The most interesting is his conviction that no money is untainted. That's interesting because it means the donations and public fundings the environmentalists take in come from no less than the evil polluters themselves, perhaps feeling, which GBS rightly agreed, as the Salvation Army would that they "...will take money from the Devil himself sooner than abandon the work of Salvation." But GBS also wrote in the preface that while he is okay to accept tainted money, "He must either share the world's guilt or go to another planet." From what I can gather from the preface and play, GBS believed money is the key to solve all the problems we have, hence his mentioning of Samuel Butler and his "constant sense of the importance of money," and his low opinion of Ruskin and Kroptokin, for whom, "law is consequence of the tendency of human beings to oppress fellow humans; it is reinforced by violence." Kropotkin also "provides evidence from the animal kingdom to prove that species which practices mutual aid multiply faster than others. Opposing all State power, he advocates the abolition of states, and of private property, and the transforming of humankind into a federation of mutual aid communities. According to him, capitalism cannot achieve full productivity, for it amis at maximum profits instead of production for human needs. All persons, including intellectuals, should practice manual labor. Goods should be distributed according to individual needs." (Guy de Mallac, The Widsom of Humankind by Leo Tolstoy.)

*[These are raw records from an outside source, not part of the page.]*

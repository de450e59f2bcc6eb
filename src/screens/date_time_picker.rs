/// Picker screen state: a viewed calendar month plus a 12-hour clock
/// selection, seeded from the wall clock the host injects. One method per
/// user action; every action either moves the state or is a no-op.

use chrono::{Datelike, NaiveDateTime, NaiveDate, Timelike};

use crate::calendar::{self, CalendarDay, MonthStep};
use crate::clock;
use crate::models::datetime::{Period, SelectedDateTime};

#[derive(Debug, Clone)]
pub struct DateTimePicker {
    today: NaiveDate,
    pub selected_day: u32,
    pub month: u32,
    pub year: i32,
    pub hour: u32,
    pub minute: u32,
    pub period: Period,
}

impl DateTimePicker {
    /// Open the picker "now": today's date selected, the clock set to the
    /// current time with the minute floored to the nearest 5.
    pub fn new(now: NaiveDateTime) -> Self {
        DateTimePicker {
            today: now.date(),
            selected_day: now.day(),
            month: now.month0(),
            year: now.year(),
            hour: clock::hour12(now.hour()),
            minute: clock::floor_to_five(now.minute()),
            period: clock::period_of(now.hour()),
        }
    }

    /// The grid for the viewed month, against the today this picker was
    /// opened with.
    pub fn calendar_days(&self) -> Vec<Option<CalendarDay>> {
        calendar::generate_calendar_days(self.year, self.month, self.today)
    }

    /// Tap on a grid cell. Placeholders, disabled cells, and past dates in
    /// the current month are rejected and leave the selection unchanged.
    pub fn select_day(&mut self, cell: Option<CalendarDay>) {
        match calendar::select_date(cell, self.month, self.year, self.today) {
            Some(day) => self.selected_day = day,
            None => log::debug!("rejected selection in {}", self.header_label()),
        }
    }

    pub fn is_current_month(&self) -> bool {
        calendar::is_current_month(self.month, self.year, self.today)
    }

    /// Previous-month navigation is only offered while browsing ahead of
    /// the current month.
    pub fn can_go_previous(&self) -> bool {
        !self.is_current_month()
    }

    pub fn previous_month(&mut self) {
        if !self.can_go_previous() {
            log::debug!("previous-month refused at {}", self.header_label());
            return;
        }
        let (month, year) = calendar::navigate_month(MonthStep::Previous, self.month, self.year);
        self.month = month;
        self.year = year;
    }

    pub fn next_month(&mut self) {
        let (month, year) = calendar::navigate_month(MonthStep::Next, self.month, self.year);
        self.month = month;
        self.year = year;
    }

    pub fn step_hour_up(&mut self) {
        self.hour = clock::increment_hour(self.hour);
    }

    pub fn step_hour_down(&mut self) {
        self.hour = clock::decrement_hour(self.hour);
    }

    pub fn step_minute_up(&mut self) {
        self.minute = clock::increment_minute(self.minute);
    }

    pub fn step_minute_down(&mut self) {
        self.minute = clock::decrement_minute(self.minute);
    }

    pub fn toggle_period(&mut self) {
        self.period = clock::toggle_period(self.period);
    }

    /// "June 2025" month header.
    pub fn header_label(&self) -> String {
        format!("{} {}", calendar::month_name(self.month), self.year)
    }

    /// Package the current selection for the form screen.
    pub fn finish(&self) -> SelectedDateTime {
        SelectedDateTime {
            date: self.selected_day,
            month: self.month,
            year: self.year,
            hour: self.hour,
            minute: self.minute,
            period: self.period,
            is_instant: false,
        }
    }

    /// The "Start Instant Meeting" shortcut: bypasses the picker state and
    /// snapshots the wall clock directly.
    pub fn instant_meeting(now: NaiveDateTime) -> SelectedDateTime {
        SelectedDateTime::instant(now)
    }
}
// Accept loop module
// Accepts connections forever, dispatching each to its own task

use crate::config::AppState;
use crate::logger;
use crate::server::connection;
use std::sync::Arc;
use tokio::net::TcpListener;

/// Run the serve loop.
///
/// Accept errors are logged and the loop keeps going; the only way out is
/// process termination by signal. There is no graceful shutdown.
pub async fn run(listener: TcpListener, state: Arc<AppState>) -> std::io::Result<()> {
    loop {
        match listener.accept().await {
            Ok((stream, peer_addr)) => {
                connection::handle_connection(stream, peer_addr, Arc::clone(&state));
            }
            Err(e) => {
                logger::log_error(&format!("Failed to accept connection: {e}"));
            }
        }
    }
}
//! HTTP protocol layer module
//!
//! Protocol-level helpers shared by the request handler: response builders,
//! MIME detection, conditional request handling, and header finalization.

pub mod cache;
pub mod headers;
pub mod mime;
pub mod response;

// Re-export commonly used builders
pub use response::{
    build_301_response, build_304_response, build_404_response, build_405_response,
};
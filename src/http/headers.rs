//! Response header finalization.
//!
//! The request pipeline accepts a pluggable finalizer that gets the last
//! word on every response's headers before transmission. The server's one
//! behavioral override lives here: the no-cache finalizer that marks every
//! response, errors and redirects included, as non-cacheable.

use hyper::header::{HeaderMap, HeaderValue, CACHE_CONTROL, EXPIRES, PRAGMA};
use std::sync::Arc;

/// Capability applied to the headers of every outgoing response.
pub type HeaderFinalizer = Arc<dyn Fn(&mut HeaderMap) + Send + Sync>;

/// `Cache-Control` value that defeats both caching and revalidation reuse.
pub const NO_CACHE_CONTROL: &str = "no-cache, no-store, must-revalidate";

/// Finalizer that instructs clients and intermediaries to re-fetch on every
/// request.
///
/// Sets, in order:
/// 1. `Cache-Control: no-cache, no-store, must-revalidate`
/// 2. `Pragma: no-cache` (HTTP/1.0 caches)
/// 3. `Expires: 0`
///
/// Each header is set exactly once per response; `insert` replaces any
/// earlier value, so the finalizer is idempotent.
pub fn no_cache_finalizer() -> HeaderFinalizer {
    Arc::new(|headers: &mut HeaderMap| {
        headers.insert(CACHE_CONTROL, HeaderValue::from_static(NO_CACHE_CONTROL));
        headers.insert(PRAGMA, HeaderValue::from_static("no-cache"));
        headers.insert(EXPIRES, HeaderValue::from_static("0"));
    })
}
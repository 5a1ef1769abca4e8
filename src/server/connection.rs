// Connection handling module
// Serves a single accepted TCP connection in its own task

use crate::config::AppState;
use crate::handler;
use crate::logger;
use hyper::server::conn::http1;
use hyper::service::service_fn;
use hyper_util::rt::TokioIo;
use std::net::SocketAddr;
use std::sync::Arc;
use tokio::net::TcpStream;

/// Accept and serve one connection.
///
/// The connection is handled in a spawned task so the accept loop is never
/// blocked on a slow client. Per-request errors are converted to HTTP error
/// responses inside the handler; only connection-level failures reach the
/// error log here.
pub fn handle_connection(stream: TcpStream, peer_addr: SocketAddr, state: Arc<AppState>) {
    if state.config.logging.access_log {
        logger::log_connection_accepted(&peer_addr);
    }

    tokio::spawn(async move {
        let io = TokioIo::new(stream);

        let mut builder = http1::Builder::new();
        builder.keep_alive(true);

        let conn = builder.serve_connection(
            io,
            service_fn(move |req| {
                let state = Arc::clone(&state);
                async move { handler::handle_request(req, state).await }
            }),
        );

        if let Err(err) = conn.await {
            logger::log_connection_error(&err);
        }
    });
}
//! Static file serving module
//!
//! Maps request paths onto the served tree, with traversal protection,
//! index file lookup, generated directory listings, and conditional
//! responses. Every request reads from disk; nothing is cached server-side.

use crate::config::AppState;
use crate::handler::router::RequestContext;
use crate::http::{self, cache, mime};
use crate::logger;
use http_body_util::Full;
use hyper::body::Bytes;
use hyper::Response;
use std::path::{Path, PathBuf};
use tokio::fs;

/// Outcome of mapping a request path onto the served tree
#[derive(Debug)]
enum Resolved {
    File(PathBuf),
    Directory(PathBuf),
    /// Directory requested without a trailing slash
    RedirectToSlash,
    NotFound,
}

/// Serve a GET/HEAD request from the served root
pub async fn serve(ctx: &RequestContext<'_>, state: &AppState) -> Response<Full<Bytes>> {
    let Some(decoded) = percent_decode(ctx.path) else {
        return http::build_404_response();
    };

    match resolve(&state.root, &decoded) {
        Resolved::RedirectToSlash => {
            // Preserve the original encoding and the query string.
            let target = match ctx.query {
                Some(q) => format!("{}/?{q}", ctx.path),
                None => format!("{}/", ctx.path),
            };
            http::build_301_response(&target)
        }
        Resolved::File(file_path) => serve_file(ctx, &file_path).await,
        Resolved::Directory(dir_path) => {
            for index in &state.config.serve.index_files {
                let candidate = dir_path.join(index);
                if candidate.is_file() {
                    return serve_file(ctx, &candidate).await;
                }
            }
            serve_listing(ctx, &decoded, &dir_path).await
        }
        Resolved::NotFound => http::build_404_response(),
    }
}

/// Resolve a decoded request path to a filesystem entry under `root`.
///
/// `root` must already be canonicalized. Dot-dot segments are rejected up
/// front; the canonicalize-and-compare below is the backstop for symlinks
/// and anything the segment check misses.
fn resolve(root: &Path, path: &str) -> Resolved {
    let relative = path.trim_start_matches('/');
    if relative.split('/').any(|segment| segment == "..") {
        logger::log_warning(&format!("Path traversal attempt blocked: {path}"));
        return Resolved::NotFound;
    }

    let Ok(canonical) = root.join(relative).canonicalize() else {
        return Resolved::NotFound;
    };
    if !canonical.starts_with(root) {
        logger::log_warning(&format!(
            "Path escapes served root, blocked: {path} -> {}",
            canonical.display()
        ));
        return Resolved::NotFound;
    }

    if canonical.is_dir() {
        if path.ends_with('/') {
            Resolved::Directory(canonical)
        } else {
            Resolved::RedirectToSlash
        }
    } else {
        Resolved::File(canonical)
    }
}

/// Serve a single file, honoring `If-Modified-Since`
async fn serve_file(ctx: &RequestContext<'_>, path: &Path) -> Response<Full<Bytes>> {
    let mtime = match fs::metadata(path).await {
        Ok(metadata) => metadata.modified().ok(),
        Err(_) => return http::build_404_response(),
    };

    if let Some(mtime) = mtime {
        if cache::not_modified(mtime, ctx.if_modified_since.as_deref()) {
            return http::build_304_response();
        }
    }

    let content = match fs::read(path).await {
        Ok(c) => c,
        Err(e) => {
            logger::log_error(&format!("Failed to read file '{}': {e}", path.display()));
            return http::build_404_response();
        }
    };

    let content_type = mime::content_type_for(path.extension().and_then(|e| e.to_str()));
    let last_modified = mtime.map(cache::format_http_date);

    http::response::build_file_response(
        Bytes::from(content),
        content_type,
        last_modified.as_deref(),
        ctx.is_head,
    )
}

/// Serve a generated listing for a directory without an index file
async fn serve_listing(
    ctx: &RequestContext<'_>,
    display_path: &str,
    dir: &Path,
) -> Response<Full<Bytes>> {
    match render_listing(display_path, dir).await {
        Ok(html) => http::response::build_listing_response(html, ctx.is_head),
        Err(e) => {
            logger::log_error(&format!(
                "Failed to list directory '{}': {e}",
                dir.display()
            ));
            http::build_404_response()
        }
    }
}

/// Render a directory listing as HTML, entries sorted by name
async fn render_listing(display_path: &str, dir: &Path) -> std::io::Result<String> {
    let mut entries = Vec::new();
    let mut read_dir = fs::read_dir(dir).await?;
    while let Some(entry) = read_dir.next_entry().await? {
        let mut name = entry.file_name().to_string_lossy().into_owned();
        let is_dir = entry.file_type().await.is_ok_and(|t| t.is_dir());
        if is_dir {
            name.push('/');
        }
        entries.push(name);
    }
    entries.sort();

    let title = format!("Directory listing for {display_path}");
    let mut html = String::new();
    html.push_str("<!DOCTYPE html>\n<html>\n<head>\n<meta charset=\"utf-8\">\n");
    html.push_str(&format!("<title>{}</title>\n", escape_html(&title)));
    html.push_str("</head>\n<body>\n");
    html.push_str(&format!("<h1>{}</h1>\n<hr>\n<ul>\n", escape_html(&title)));
    for name in &entries {
        html.push_str(&format!(
            "<li><a href=\"{}\">{}</a></li>\n",
            percent_encode(name),
            escape_html(name)
        ));
    }
    html.push_str("</ul>\n<hr>\n</body>\n</html>\n");
    Ok(html)
}

/// Decode %XX escapes in a request path.
///
/// Returns `None` on a truncated or non-hex escape, or if the decoded bytes
/// are not valid UTF-8.
fn percent_decode(path: &str) -> Option<String> {
    let bytes = path.as_bytes();
    let mut out = Vec::with_capacity(bytes.len());
    let mut i = 0;
    while i < bytes.len() {
        if bytes[i] == b'%' {
            let hex = bytes.get(i + 1..i + 3)?;
            let hex = std::str::from_utf8(hex).ok()?;
            out.push(u8::from_str_radix(hex, 16).ok()?);
            i += 3;
        } else {
            out.push(bytes[i]);
            i += 1;
        }
    }
    String::from_utf8(out).ok()
}

/// Percent-encode a listing entry name for use in an href
fn percent_encode(name: &str) -> String {
    let mut out = String::with_capacity(name.len());
    for &b in name.as_bytes() {
        match b {
            b'A'..=b'Z' | b'a'..=b'z' | b'0'..=b'9' | b'-' | b'.' | b'_' | b'~' | b'/' => {
                out.push(b as char);
            }
            _ => out.push_str(&format!("%{b:02X}")),
        }
    }
    out
}

/// Escape text for embedding in listing HTML
fn escape_html(s: &str) -> String {
    s.replace('&', "&amp;")
        .replace('<', "&lt;")
        .replace('>', "&gt;")
        .replace('"', "&quot;")
}
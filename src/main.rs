use clap::Parser;
use nocached::config::{AppState, Args, Config};
use nocached::{logger, server};
use std::sync::Arc;

fn main() -> Result<(), Box<dyn std::error::Error>> {
    let args = Args::parse();
    let cfg = Config::load(&args)?;

    let mut runtime_builder = tokio::runtime::Builder::new_multi_thread();
    runtime_builder.enable_all();
    if let Some(workers) = cfg.server.workers {
        runtime_builder.worker_threads(workers);
    }
    let runtime = runtime_builder.build()?;

    runtime.block_on(async_main(cfg))
}

async fn async_main(cfg: Config) -> Result<(), Box<dyn std::error::Error>> {
    let addr = cfg.socket_addr()?;

    // Bind before anything else: a taken port or missing privilege is fatal
    // and must surface as a non-zero exit, not a retry.
    let listener = server::bind_listener(addr)?;
    let state = Arc::new(AppState::new(cfg)?);

    logger::log_server_start(&addr, &state);

    server::run(listener, state).await?;
    Ok(())
}
//! MIME type detection module
//!
//! Returns the Content-Type for a file based on its extension. Extensions
//! are matched case-insensitively; anything unrecognized is served as an
//! opaque octet stream.

/// Get the MIME Content-Type for a file extension
///
/// # Examples
/// ```
/// use nocached::http::mime::content_type_for;
/// assert_eq!(content_type_for(Some("html")), "text/html; charset=utf-8");
/// assert_eq!(content_type_for(Some("PNG")), "image/png");
/// assert_eq!(content_type_for(None), "application/octet-stream");
/// ```
pub fn content_type_for(extension: Option<&str>) -> &'static str {
    let lowered = extension.map(str::to_ascii_lowercase);
    match lowered.as_deref() {
        // Text
        Some("html" | "htm") => "text/html; charset=utf-8",
        Some("css") => "text/css",
        Some("txt" | "md") => "text/plain; charset=utf-8",
        Some("xml") => "application/xml",

        // JavaScript/WASM
        Some("js" | "mjs") => "application/javascript",
        Some("json") => "application/json",
        Some("wasm") => "application/wasm",

        // Images
        Some("png") => "image/png",
        Some("jpg" | "jpeg") => "image/jpeg",
        Some("gif") => "image/gif",
        Some("svg") => "image/svg+xml",
        Some("ico") => "image/x-icon",
        Some("webp") => "image/webp",

        // Media
        Some("mp4") => "video/mp4",
        Some("webm") => "video/webm",
        Some("mp3") => "audio/mpeg",
        Some("wav") => "audio/wav",

        // Fonts
        Some("woff") => "font/woff",
        Some("woff2") => "font/woff2",
        Some("ttf") => "font/ttf",
        Some("otf") => "font/otf",

        // Documents and archives
        Some("pdf") => "application/pdf",
        Some("zip") => "application/zip",
        Some("gz" | "gzip") => "application/gzip",
        Some("tar") => "application/x-tar",

        // Default
        _ => "application/octet-stream",
    }
}
//! End-to-end tests over a real listener.
//!
//! Each test binds an ephemeral port, runs the serve loop in a background
//! task against a scratch directory, and talks plain HTTP/1.1 over TCP so
//! the asserted bytes are exactly what a client would see.

use nocached::config::{AppState, Config, LoggingConfig, ServeConfig, ServerConfig};
use nocached::http::cache::format_http_date;
use nocached::server;
use std::net::SocketAddr;
use std::path::Path;
use std::sync::Arc;
use std::time::{Duration, SystemTime};
use tempfile::TempDir;
use tokio::io::{AsyncReadExt, AsyncWriteExt};
use tokio::net::TcpStream;

fn test_config(root: &Path) -> Config {
    Config {
        server: ServerConfig {
            host: "127.0.0.1".to_string(),
            port: 0,
            workers: None,
        },
        serve: ServeConfig {
            root: root.to_string_lossy().into_owned(),
            index_files: vec!["index.html".to_string(), "index.htm".to_string()],
        },
        logging: LoggingConfig { access_log: false },
    }
}

/// Bind an ephemeral port, spawn the serve loop, return the bound address.
async fn start_server(root: &Path) -> SocketAddr {
    let cfg = test_config(root);
    let listener = server::bind_listener(cfg.socket_addr().unwrap()).unwrap();
    let addr = listener.local_addr().unwrap();
    let state = Arc::new(AppState::new(cfg).unwrap());
    tokio::spawn(async move {
        let _ = server::run(listener, state).await;
    });
    addr
}

/// Issue one request and parse the response into (status, headers, body).
/// Header names are lowercased; duplicates are kept.
async fn request(
    addr: SocketAddr,
    method: &str,
    target: &str,
    extra_headers: &[(&str, &str)],
) -> (u16, Vec<(String, String)>, String) {
    let mut stream = TcpStream::connect(addr).await.unwrap();
    let mut req = format!("{method} {target} HTTP/1.1\r\nHost: {addr}\r\nConnection: close\r\n");
    for (name, value) in extra_headers {
        req.push_str(&format!("{name}: {value}\r\n"));
    }
    req.push_str("\r\n");
    stream.write_all(req.as_bytes()).await.unwrap();

    let mut raw = Vec::new();
    stream.read_to_end(&mut raw).await.unwrap();
    let text = String::from_utf8_lossy(&raw).into_owned();
    let (head, body) = text.split_once("\r\n\r\n").unwrap();

    let mut lines = head.lines();
    let status = lines
        .next()
        .unwrap()
        .split_whitespace()
        .nth(1)
        .unwrap()
        .parse()
        .unwrap();
    let headers = lines
        .map(|line| {
            let (name, value) = line.split_once(": ").unwrap();
            (name.to_ascii_lowercase(), value.to_string())
        })
        .collect();

    (status, headers, body.to_string())
}

fn header_values<'a>(headers: &'a [(String, String)], name: &str) -> Vec<&'a str> {
    headers
        .iter()
        .filter(|(n, _)| n == name)
        .map(|(_, v)| v.as_str())
        .collect()
}

/// The three no-cache headers must be present exactly once each.
fn assert_no_cache_headers(headers: &[(String, String)]) {
    assert_eq!(
        header_values(headers, "cache-control"),
        ["no-cache, no-store, must-revalidate"]
    );
    assert_eq!(header_values(headers, "pragma"), ["no-cache"]);
    assert_eq!(header_values(headers, "expires"), ["0"]);
}

#[tokio::test]
async fn serves_file_with_no_cache_headers() {
    let root = TempDir::new().unwrap();
    std::fs::write(root.path().join("index.html"), "A").unwrap();
    let addr = start_server(root.path()).await;

    let (status, headers, body) = request(addr, "GET", "/index.html", &[]).await;
    assert_eq!(status, 200);
    assert_eq!(body, "A");
    assert_no_cache_headers(&headers);
    assert_eq!(
        header_values(&headers, "content-type"),
        ["text/html; charset=utf-8"]
    );
}

#[tokio::test]
async fn serves_current_content_after_modification() {
    let root = TempDir::new().unwrap();
    std::fs::write(root.path().join("index.html"), "A").unwrap();
    let addr = start_server(root.path()).await;

    let (_, _, body) = request(addr, "GET", "/index.html", &[]).await;
    assert_eq!(body, "A");

    std::fs::write(root.path().join("index.html"), "B").unwrap();
    let (status, headers, body) = request(addr, "GET", "/index.html", &[]).await;
    assert_eq!(status, 200);
    assert_eq!(body, "B");
    assert_no_cache_headers(&headers);
}

#[tokio::test]
async fn missing_path_gets_404_with_no_cache_headers() {
    let root = TempDir::new().unwrap();
    let addr = start_server(root.path()).await;

    let (status, headers, _) = request(addr, "GET", "/missing.txt", &[]).await;
    assert_eq!(status, 404);
    assert_no_cache_headers(&headers);
}

#[tokio::test]
async fn directory_without_slash_redirects_with_no_cache_headers() {
    let root = TempDir::new().unwrap();
    std::fs::create_dir(root.path().join("assets")).unwrap();
    std::fs::write(root.path().join("assets/a.txt"), "a").unwrap();
    let addr = start_server(root.path()).await;

    let (status, headers, _) = request(addr, "GET", "/assets", &[]).await;
    assert_eq!(status, 301);
    assert_eq!(header_values(&headers, "location"), ["/assets/"]);
    assert_no_cache_headers(&headers);
}

#[tokio::test]
async fn directory_with_index_serves_index() {
    let root = TempDir::new().unwrap();
    std::fs::write(root.path().join("index.html"), "home").unwrap();
    let addr = start_server(root.path()).await;

    let (status, _, body) = request(addr, "GET", "/", &[]).await;
    assert_eq!(status, 200);
    assert_eq!(body, "home");
}

#[tokio::test]
async fn directory_without_index_gets_listing() {
    let root = TempDir::new().unwrap();
    std::fs::write(root.path().join("notes.txt"), "n").unwrap();
    let addr = start_server(root.path()).await;

    let (status, headers, body) = request(addr, "GET", "/", &[]).await;
    assert_eq!(status, 200);
    assert!(body.contains("Directory listing for /"));
    assert!(body.contains("notes.txt"));
    assert_no_cache_headers(&headers);
}

#[tokio::test]
async fn if_modified_since_yields_304_with_no_cache_headers() {
    let root = TempDir::new().unwrap();
    std::fs::write(root.path().join("index.html"), "A").unwrap();
    let addr = start_server(root.path()).await;

    let future = format_http_date(SystemTime::now() + Duration::from_secs(3600));
    let (status, headers, body) = request(
        addr,
        "GET",
        "/index.html",
        &[("If-Modified-Since", &future)],
    )
    .await;
    assert_eq!(status, 304);
    assert!(body.is_empty());
    assert_no_cache_headers(&headers);
}

#[tokio::test]
async fn head_sends_headers_only() {
    let root = TempDir::new().unwrap();
    std::fs::write(root.path().join("index.html"), "hello").unwrap();
    let addr = start_server(root.path()).await;

    let (status, headers, body) = request(addr, "HEAD", "/index.html", &[]).await;
    assert_eq!(status, 200);
    assert!(body.is_empty());
    assert_eq!(header_values(&headers, "content-length"), ["5"]);
    assert_no_cache_headers(&headers);
}

#[tokio::test]
async fn unsupported_method_gets_405_with_no_cache_headers() {
    let root = TempDir::new().unwrap();
    let addr = start_server(root.path()).await;

    let (status, headers, _) = request(addr, "POST", "/", &[]).await;
    assert_eq!(status, 405);
    assert_eq!(header_values(&headers, "allow"), ["GET, HEAD"]);
    assert_no_cache_headers(&headers);
}

#[tokio::test]
async fn encoded_traversal_is_blocked() {
    let root = TempDir::new().unwrap();
    let addr = start_server(root.path()).await;

    let (status, headers, _) = request(addr, "GET", "/%2e%2e/%2e%2e/etc/passwd", &[]).await;
    assert_eq!(status, 404);
    assert_no_cache_headers(&headers);
}

#[tokio::test]
async fn duplicate_bind_fails() {
    let root = TempDir::new().unwrap();
    let addr = start_server(root.path()).await;

    // The port is held by the running server; a second bind must error out
    // rather than serve anything.
    assert!(server::bind_listener(addr).is_err());
}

If GBS wasn't joking, then the following should be one of the most controversial ideas he raised in the preface to the play. I quote: "It would be far more sensible to put up with their vices...until they give more trouble than they are worth, at which point we should, with many apologies and expressions of sympathy and some generosity in complying with their last wishes, place them in the lethal chamber and get rid of them." Did he really mean that if you are a rapist once, you can be free and "put up with," but if you keep getting drunk (a vice), or slightly more seriously, stealing, you should be beheaded?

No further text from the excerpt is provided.